**YOUR INSTRUCTIONS**
Lines with "Result" in the entries below: count them and reply with the number alone.
* * *
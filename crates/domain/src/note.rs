/// A private note a `User` keeps for a contest
#[derive(Debug, Clone, PartialEq)]
pub struct ContestNote {
    pub contest_id: i64,
    pub note: String,
    /// Timestamp in millis of the last time the note was written
    pub created: i64,
}

impl ContestNote {
    pub fn is_blank(&self) -> bool {
        is_blank(&self.note)
    }
}

pub(crate) fn is_blank(note: &str) -> bool {
    note.trim().is_empty()
}

/// Outcome of writing a note for a contest
#[derive(Debug, Clone, Copy, PartialEq)]
pub enum NoteChange {
    Created,
    Updated,
    Removed,
    /// A blank note was written for a contest without any note
    Rejected,
}
use crate::{
    reminder::dispatch_reminders::{DispatchReport, DispatchRemindersUseCase},
    shared::usecase::execute,
};
use actix_web::rt::{task::JoinHandle, time::sleep};
use battleboard_infra::BattleBoardContext;
use chrono::{TimeZone, Utc};
use cron::Schedule;
use std::{str::FromStr, time::Duration};
use tokio::sync::oneshot;
use tracing::{info, warn};

/// Periodically scans all reminder preferences and sends the due ones.
///
/// Scans run on the job's own task one after another, so a slow scan delays
/// the next one instead of overlapping with it.
pub struct ReminderDispatchJob {
    ctx: BattleBoardContext,
    schedule: Schedule,
    scan_on_startup: bool,
}

/// Handle to a running `ReminderDispatchJob`
pub struct ReminderDispatchJobHandle {
    stop: oneshot::Sender<()>,
    join: JoinHandle<usize>,
}

impl ReminderDispatchJobHandle {
    /// Stops the job once the current scan, if any, is done. Returns how many
    /// scans the job ran.
    pub async fn stop(self) -> usize {
        // The job may already have ended on its own
        let _ = self.stop.send(());
        self.join.await.unwrap_or(0)
    }
}

impl ReminderDispatchJob {
    pub fn new(ctx: BattleBoardContext) -> anyhow::Result<Self> {
        let schedule = Schedule::from_str(&ctx.config.reminders.cron_expression)?;
        Ok(Self {
            scan_on_startup: ctx.config.reminders.scan_on_startup,
            ctx,
            schedule,
        })
    }

    pub fn scan_on_startup(mut self, scan_on_startup: bool) -> Self {
        self.scan_on_startup = scan_on_startup;
        self
    }

    pub fn start(self) -> ReminderDispatchJobHandle {
        let (stop, stop_rx) = oneshot::channel();
        let join = actix_web::rt::spawn(self.run(stop_rx));
        ReminderDispatchJobHandle { stop, join }
    }

    /// Time until the next scheduled scan
    fn next_delay(&self) -> Option<Duration> {
        let now_ts = self.ctx.sys.get_timestamp_millis();
        let now = Utc.timestamp_millis_opt(now_ts).single()?;
        let next = self.schedule.after(&now).next()?;
        (next - now).to_std().ok()
    }

    async fn scan(&self) -> Option<DispatchReport> {
        execute(DispatchRemindersUseCase, &self.ctx).await.ok()
    }

    async fn run(self, mut stop: oneshot::Receiver<()>) -> usize {
        let mut scans = 0;
        if self.scan_on_startup {
            info!("Running reminder scan on startup");
            self.scan().await;
            scans += 1;
        }

        loop {
            let delay = match self.next_delay() {
                Some(delay) => delay,
                None => {
                    warn!("The reminder schedule has no upcoming runs, stopping reminder job");
                    break;
                }
            };

            tokio::select! {
                _ = &mut stop => {
                    info!("Stopping reminder job");
                    break;
                }
                _ = sleep(delay) => {
                    self.scan().await;
                    scans += 1;
                }
            }
        }

        scans
    }
}

pub fn start_reminder_dispatch_job(
    ctx: BattleBoardContext,
) -> anyhow::Result<ReminderDispatchJobHandle> {
    let job = ReminderDispatchJob::new(ctx)?;
    Ok(job.start())
}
* * *
**REPLY**
2